Joining Kearney were seven members from his 150-man crew which he described as "the best of the best." Working from a large diagram mounted on a tripod, Kearney gave the audience a detailed description of the submarine's makeup and fire power.
"The deployment from which we just returned was for six months, which is normal for us. But the route we took to get to get to our tasked designation, the Pacific, was not," Kearney said.
He described how they traveled under the North Pole navigating the polar cap and ice shards at times no more than 25 feet off the ocean floor. During one period of their journey they did not surface for six weeks.
The USS Alexandria is 360 feet long, propelled by nuclear reactors that do not need to be refueled "for 10 years," according to Kearney. "However, the new class of subs don't need their reactors refueled for 30 years. That reactor core acts like a big tea kettle. It makes steam to drive the turbines," he said.
HIS BOAT carries 12 vertical launch Tomahawk cruise missiles plus torpedoes. "Those missiles are so accurate we can pinpoint a target from 1,200 miles.

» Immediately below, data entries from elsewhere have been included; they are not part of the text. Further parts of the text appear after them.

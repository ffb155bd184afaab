//! Domain model and merge rules for live attendance views.
//!
//! Everything in this crate is synchronous and free of I/O so the
//! reconciliation rules can be exercised directly from tests.

pub mod attendance;
pub mod error;
pub mod event;
pub mod link;
pub mod status;
pub mod types;
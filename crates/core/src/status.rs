//! Check-in status and round number vocabulary.
//!
//! These must match the string values the backend emits in snapshot rows
//! and `checkinUpdated` events.

use std::fmt;
use std::str::FromStr;

use serde::{Deserialize, Serialize};

use crate::error::CoreError;

/// Outcome of one user's check-in for one round.
#[derive(Debug, Clone, Copy, Default, PartialEq, Eq, Hash, Serialize, Deserialize)]
#[serde(rename_all = "lowercase")]
pub enum RoundStatus {
    Success,
    Pending,
    Late,
    Absent,
    /// No round has been opened for this slot yet.
    #[default]
    None,
}

impl RoundStatus {
    pub const ALL: [RoundStatus; 5] = [
        RoundStatus::Success,
        RoundStatus::Pending,
        RoundStatus::Late,
        RoundStatus::Absent,
        RoundStatus::None,
    ];

    pub fn as_str(self) -> &'static str {
        match self {
            RoundStatus::Success => "success",
            RoundStatus::Pending => "pending",
            RoundStatus::Late => "late",
            RoundStatus::Absent => "absent",
            RoundStatus::None => "none",
        }
    }

    /// Whether this status has a slot in the aggregate counts.
    pub fn is_counted(self) -> bool {
        !matches!(self, RoundStatus::None)
    }
}

impl fmt::Display for RoundStatus {
    fn fmt(&self, f: &mut fmt::Formatter<'_>) -> fmt::Result {
        f.write_str(self.as_str())
    }
}

impl FromStr for RoundStatus {
    type Err = CoreError;

    fn from_str(s: &str) -> Result<Self, Self::Err> {
        RoundStatus::ALL
            .into_iter()
            .find(|status| status.as_str() == s)
            .ok_or_else(|| CoreError::Validation(format!("unknown round status '{s}'")))
    }
}

/// One of the two check-in windows of a shift.
#[derive(Debug, Clone, Copy, PartialEq, Eq, Hash)]
pub enum Round {
    First,
    Second,
}

impl Round {
    /// `1` or `2`.
    pub fn number(self) -> u8 {
        match self {
            Round::First => 1,
            Round::Second => 2,
        }
    }
}

impl fmt::Display for Round {
    fn fmt(&self, f: &mut fmt::Formatter<'_>) -> fmt::Result {
        write!(f, "{}", self.number())
    }
}

impl TryFrom<i64> for Round {
    type Error = CoreError;

    fn try_from(value: i64) -> Result<Self, Self::Error> {
        match value {
            1 => Ok(Round::First),
            2 => Ok(Round::Second),
            other => Err(CoreError::Validation(format!(
                "round must be 1 or 2, got {other}"
            ))),
        }
    }
}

I could launch one that could come in through one door of this hotel and go out another from that distance," Kearney said.
He covered varied aspects of submarine life from crew berths being shared in shifts, to all bakery products being made fresh everyday, to the very limited storage capacity for crew uniforms and personal items. "We make our own oxygen and water and there is one washer and one dryer on board for a crew of 150," he said.
"The submarine force is out there protecting America. It is playing a pivotal role in the war on terrorism. When we are down no one knows where we are at any given time and we can run very silent," Kearney said.
Among the guests were more than a dozen Armed Forces members from Walter Reed Army Medical center who have returned from service in Iraq. Following the breakfast, everyone was invited to the historic Friendship Firehouse, 107 S. Alfred St., to await the commencement of the George Washington Birthday Parade.